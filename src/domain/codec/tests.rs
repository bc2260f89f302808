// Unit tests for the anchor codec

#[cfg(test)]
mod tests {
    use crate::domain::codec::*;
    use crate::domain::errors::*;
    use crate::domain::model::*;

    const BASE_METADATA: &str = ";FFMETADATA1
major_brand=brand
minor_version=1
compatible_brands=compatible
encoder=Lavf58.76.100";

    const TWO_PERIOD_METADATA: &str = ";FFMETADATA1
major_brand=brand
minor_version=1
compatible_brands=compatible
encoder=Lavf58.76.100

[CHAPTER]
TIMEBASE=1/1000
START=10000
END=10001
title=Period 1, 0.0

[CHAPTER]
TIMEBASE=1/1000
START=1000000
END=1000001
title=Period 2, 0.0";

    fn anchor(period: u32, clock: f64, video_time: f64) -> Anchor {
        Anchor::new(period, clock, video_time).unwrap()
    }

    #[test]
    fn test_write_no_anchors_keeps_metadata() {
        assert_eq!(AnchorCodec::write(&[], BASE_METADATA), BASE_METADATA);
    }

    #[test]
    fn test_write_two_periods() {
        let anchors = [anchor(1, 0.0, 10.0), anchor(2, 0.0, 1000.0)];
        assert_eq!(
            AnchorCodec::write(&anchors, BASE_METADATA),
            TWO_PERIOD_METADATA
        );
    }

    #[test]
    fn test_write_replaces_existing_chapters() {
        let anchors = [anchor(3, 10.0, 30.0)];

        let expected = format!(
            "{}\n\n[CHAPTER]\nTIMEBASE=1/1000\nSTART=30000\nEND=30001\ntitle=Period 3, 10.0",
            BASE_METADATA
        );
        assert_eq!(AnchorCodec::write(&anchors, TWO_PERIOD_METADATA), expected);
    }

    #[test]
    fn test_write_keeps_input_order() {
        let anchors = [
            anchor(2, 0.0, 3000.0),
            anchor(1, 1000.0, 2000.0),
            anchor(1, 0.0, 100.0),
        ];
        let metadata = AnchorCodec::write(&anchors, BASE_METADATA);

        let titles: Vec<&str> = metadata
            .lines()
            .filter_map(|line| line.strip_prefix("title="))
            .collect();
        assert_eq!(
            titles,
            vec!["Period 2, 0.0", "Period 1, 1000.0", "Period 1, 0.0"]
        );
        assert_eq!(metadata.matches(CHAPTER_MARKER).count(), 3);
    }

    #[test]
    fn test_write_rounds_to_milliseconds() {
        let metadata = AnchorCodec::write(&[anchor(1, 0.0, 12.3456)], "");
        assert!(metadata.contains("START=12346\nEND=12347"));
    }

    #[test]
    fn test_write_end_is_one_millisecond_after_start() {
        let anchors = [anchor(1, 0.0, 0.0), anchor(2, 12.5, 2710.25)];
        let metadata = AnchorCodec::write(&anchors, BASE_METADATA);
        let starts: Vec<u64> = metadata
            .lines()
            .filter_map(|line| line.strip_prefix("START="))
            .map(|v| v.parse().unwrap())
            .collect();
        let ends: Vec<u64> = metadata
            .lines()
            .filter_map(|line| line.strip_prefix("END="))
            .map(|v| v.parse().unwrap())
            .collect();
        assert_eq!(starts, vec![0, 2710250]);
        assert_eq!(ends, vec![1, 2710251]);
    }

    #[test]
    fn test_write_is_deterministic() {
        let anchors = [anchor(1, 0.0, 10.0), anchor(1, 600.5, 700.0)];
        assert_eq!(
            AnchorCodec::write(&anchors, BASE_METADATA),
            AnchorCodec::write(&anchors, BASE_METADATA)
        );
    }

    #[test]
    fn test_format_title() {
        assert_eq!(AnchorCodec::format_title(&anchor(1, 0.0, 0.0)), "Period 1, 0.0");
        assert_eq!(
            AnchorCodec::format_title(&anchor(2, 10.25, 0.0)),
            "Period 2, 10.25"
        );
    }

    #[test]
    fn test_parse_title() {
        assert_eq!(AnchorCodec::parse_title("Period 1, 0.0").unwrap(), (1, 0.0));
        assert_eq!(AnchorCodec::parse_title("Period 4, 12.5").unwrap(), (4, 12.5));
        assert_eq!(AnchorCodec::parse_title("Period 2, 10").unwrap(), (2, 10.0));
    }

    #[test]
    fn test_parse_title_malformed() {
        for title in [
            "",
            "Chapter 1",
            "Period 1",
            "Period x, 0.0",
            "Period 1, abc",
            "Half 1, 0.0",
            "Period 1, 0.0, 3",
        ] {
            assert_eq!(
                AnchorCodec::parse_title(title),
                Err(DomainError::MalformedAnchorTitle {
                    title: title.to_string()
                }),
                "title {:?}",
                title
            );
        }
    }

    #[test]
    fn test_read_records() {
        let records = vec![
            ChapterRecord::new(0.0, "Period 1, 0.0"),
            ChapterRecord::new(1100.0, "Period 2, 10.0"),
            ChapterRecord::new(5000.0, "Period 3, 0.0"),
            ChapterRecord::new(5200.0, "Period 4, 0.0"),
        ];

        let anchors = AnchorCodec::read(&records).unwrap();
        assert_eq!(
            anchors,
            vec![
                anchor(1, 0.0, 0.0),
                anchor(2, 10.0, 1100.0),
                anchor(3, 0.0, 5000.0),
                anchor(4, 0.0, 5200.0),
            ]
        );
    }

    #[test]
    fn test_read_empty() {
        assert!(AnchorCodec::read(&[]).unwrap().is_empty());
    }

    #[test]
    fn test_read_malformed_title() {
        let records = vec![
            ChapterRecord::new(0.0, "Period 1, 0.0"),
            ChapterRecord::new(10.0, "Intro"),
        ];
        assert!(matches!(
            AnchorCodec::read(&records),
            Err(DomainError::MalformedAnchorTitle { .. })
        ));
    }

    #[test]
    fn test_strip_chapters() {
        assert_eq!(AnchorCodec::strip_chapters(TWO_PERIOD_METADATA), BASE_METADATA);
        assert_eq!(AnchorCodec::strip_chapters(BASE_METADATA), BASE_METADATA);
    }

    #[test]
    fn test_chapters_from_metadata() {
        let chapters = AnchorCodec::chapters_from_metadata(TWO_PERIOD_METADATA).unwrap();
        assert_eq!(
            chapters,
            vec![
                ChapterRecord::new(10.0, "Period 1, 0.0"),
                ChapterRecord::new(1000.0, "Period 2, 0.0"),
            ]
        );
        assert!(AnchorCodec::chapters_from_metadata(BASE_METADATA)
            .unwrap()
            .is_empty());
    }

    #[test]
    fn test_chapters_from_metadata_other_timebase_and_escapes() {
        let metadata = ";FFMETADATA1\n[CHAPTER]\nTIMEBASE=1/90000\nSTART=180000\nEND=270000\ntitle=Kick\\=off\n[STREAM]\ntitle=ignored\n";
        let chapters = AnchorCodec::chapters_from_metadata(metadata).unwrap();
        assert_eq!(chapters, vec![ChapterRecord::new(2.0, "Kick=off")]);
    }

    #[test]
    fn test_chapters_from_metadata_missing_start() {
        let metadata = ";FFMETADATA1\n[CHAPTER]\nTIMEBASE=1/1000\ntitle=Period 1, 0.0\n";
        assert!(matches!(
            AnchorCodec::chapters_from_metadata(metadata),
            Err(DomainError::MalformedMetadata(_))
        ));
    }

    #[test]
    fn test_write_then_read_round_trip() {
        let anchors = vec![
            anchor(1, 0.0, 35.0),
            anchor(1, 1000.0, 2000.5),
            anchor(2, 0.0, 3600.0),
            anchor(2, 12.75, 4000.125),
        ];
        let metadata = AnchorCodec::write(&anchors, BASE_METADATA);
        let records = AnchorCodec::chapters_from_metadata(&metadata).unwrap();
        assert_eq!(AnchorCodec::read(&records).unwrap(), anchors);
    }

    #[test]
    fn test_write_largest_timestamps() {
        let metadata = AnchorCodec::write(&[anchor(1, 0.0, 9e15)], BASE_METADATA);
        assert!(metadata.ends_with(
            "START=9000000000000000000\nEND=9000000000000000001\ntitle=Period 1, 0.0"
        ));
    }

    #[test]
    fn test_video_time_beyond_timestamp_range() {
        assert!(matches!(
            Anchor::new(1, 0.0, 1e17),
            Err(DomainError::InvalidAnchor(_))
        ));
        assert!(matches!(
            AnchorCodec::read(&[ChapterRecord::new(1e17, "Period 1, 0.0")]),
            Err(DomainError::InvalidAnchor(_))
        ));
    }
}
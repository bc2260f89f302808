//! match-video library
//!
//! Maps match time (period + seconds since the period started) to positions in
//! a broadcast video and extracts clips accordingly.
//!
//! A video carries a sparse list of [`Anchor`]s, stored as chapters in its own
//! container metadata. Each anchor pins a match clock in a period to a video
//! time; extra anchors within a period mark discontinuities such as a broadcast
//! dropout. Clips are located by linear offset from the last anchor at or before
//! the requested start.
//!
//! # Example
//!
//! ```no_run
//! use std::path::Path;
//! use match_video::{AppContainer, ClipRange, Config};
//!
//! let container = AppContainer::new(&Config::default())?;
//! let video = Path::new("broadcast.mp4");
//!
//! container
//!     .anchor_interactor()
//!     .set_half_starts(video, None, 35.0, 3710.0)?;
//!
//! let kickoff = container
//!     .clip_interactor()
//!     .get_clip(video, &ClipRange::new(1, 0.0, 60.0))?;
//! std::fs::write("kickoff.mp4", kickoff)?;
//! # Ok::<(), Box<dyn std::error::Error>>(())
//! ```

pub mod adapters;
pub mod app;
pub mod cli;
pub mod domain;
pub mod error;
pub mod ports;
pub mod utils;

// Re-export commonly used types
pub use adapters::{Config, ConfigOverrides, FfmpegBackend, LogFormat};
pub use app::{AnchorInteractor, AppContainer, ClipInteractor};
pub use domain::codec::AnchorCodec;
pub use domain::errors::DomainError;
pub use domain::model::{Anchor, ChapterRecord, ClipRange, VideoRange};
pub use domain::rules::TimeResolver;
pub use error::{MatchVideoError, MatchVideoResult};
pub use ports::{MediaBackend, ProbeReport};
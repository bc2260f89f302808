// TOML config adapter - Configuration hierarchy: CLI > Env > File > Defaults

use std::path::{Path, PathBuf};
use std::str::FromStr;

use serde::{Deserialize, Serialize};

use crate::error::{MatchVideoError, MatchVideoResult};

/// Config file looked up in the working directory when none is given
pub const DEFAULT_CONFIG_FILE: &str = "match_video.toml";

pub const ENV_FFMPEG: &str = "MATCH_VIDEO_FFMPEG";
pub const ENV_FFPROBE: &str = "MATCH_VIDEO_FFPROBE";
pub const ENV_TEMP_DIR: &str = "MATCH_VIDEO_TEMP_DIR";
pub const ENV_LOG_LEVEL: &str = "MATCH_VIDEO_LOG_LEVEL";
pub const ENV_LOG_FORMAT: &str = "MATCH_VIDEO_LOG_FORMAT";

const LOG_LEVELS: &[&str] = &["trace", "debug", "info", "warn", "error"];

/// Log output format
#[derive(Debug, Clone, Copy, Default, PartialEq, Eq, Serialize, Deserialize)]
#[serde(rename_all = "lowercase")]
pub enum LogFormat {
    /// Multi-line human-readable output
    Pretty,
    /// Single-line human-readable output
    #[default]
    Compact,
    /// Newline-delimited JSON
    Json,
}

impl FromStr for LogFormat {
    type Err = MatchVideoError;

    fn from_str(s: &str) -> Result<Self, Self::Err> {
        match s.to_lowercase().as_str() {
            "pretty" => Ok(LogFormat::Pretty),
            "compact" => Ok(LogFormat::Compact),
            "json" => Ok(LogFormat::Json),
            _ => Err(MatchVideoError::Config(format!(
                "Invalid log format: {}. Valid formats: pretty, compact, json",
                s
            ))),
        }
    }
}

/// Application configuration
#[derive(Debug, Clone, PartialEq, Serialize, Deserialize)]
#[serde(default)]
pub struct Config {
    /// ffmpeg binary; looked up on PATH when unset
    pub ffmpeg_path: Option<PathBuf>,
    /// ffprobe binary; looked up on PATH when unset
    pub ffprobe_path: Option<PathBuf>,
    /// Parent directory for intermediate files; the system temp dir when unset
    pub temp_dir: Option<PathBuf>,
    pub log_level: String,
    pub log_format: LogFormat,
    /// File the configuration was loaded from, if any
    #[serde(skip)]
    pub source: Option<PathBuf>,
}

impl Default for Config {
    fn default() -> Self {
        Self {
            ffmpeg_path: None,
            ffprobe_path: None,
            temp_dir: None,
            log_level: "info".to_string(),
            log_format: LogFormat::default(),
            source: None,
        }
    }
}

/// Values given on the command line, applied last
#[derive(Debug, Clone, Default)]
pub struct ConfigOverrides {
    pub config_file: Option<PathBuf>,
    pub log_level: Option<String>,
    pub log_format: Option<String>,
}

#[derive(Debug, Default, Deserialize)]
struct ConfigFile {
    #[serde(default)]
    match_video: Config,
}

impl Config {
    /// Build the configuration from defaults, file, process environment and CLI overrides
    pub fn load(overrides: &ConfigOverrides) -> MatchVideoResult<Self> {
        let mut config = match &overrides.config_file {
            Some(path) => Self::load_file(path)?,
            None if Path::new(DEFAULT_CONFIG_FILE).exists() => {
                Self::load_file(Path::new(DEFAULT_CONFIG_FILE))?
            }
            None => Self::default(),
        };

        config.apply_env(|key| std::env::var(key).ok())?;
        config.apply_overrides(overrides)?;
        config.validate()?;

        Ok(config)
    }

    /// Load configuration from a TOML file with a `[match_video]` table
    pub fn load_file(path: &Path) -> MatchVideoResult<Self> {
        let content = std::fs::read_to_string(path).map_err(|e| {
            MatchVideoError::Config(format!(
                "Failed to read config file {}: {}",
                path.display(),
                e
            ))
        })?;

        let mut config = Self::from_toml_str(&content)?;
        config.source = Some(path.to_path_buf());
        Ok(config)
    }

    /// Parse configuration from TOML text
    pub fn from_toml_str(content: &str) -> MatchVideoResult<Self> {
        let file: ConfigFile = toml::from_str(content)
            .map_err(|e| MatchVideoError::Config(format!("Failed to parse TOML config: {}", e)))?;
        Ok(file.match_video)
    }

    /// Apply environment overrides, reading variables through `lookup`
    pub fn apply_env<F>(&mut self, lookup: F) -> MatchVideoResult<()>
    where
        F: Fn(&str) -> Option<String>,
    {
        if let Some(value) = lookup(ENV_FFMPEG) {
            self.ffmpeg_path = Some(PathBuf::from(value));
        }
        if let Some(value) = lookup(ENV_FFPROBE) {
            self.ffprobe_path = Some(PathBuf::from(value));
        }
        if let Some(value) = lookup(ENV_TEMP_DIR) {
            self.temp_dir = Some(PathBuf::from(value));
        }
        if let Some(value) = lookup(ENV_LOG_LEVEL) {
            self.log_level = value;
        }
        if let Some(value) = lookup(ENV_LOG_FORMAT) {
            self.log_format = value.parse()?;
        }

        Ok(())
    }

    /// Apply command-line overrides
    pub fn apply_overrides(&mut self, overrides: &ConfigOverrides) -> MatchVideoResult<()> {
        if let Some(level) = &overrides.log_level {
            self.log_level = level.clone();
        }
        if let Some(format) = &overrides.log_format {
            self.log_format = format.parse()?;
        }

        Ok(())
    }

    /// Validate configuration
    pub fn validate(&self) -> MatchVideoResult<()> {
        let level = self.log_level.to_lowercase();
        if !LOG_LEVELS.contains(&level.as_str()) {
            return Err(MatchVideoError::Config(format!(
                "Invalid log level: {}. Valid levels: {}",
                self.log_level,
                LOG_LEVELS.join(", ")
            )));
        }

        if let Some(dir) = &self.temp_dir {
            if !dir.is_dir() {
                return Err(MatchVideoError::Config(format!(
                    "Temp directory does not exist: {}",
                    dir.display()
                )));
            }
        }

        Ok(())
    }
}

_TO DO:_ Look through the data above. Find each line with the string "AppContainer" and copy it.

_EXPECTED ANSWER:_
//! use match_video::{AppContainer, ClipRange, Config};
//! let container = AppContainer::new(&Config::default())?;
pub use app::{AnchorInteractor, AppContainer, ClipInteractor};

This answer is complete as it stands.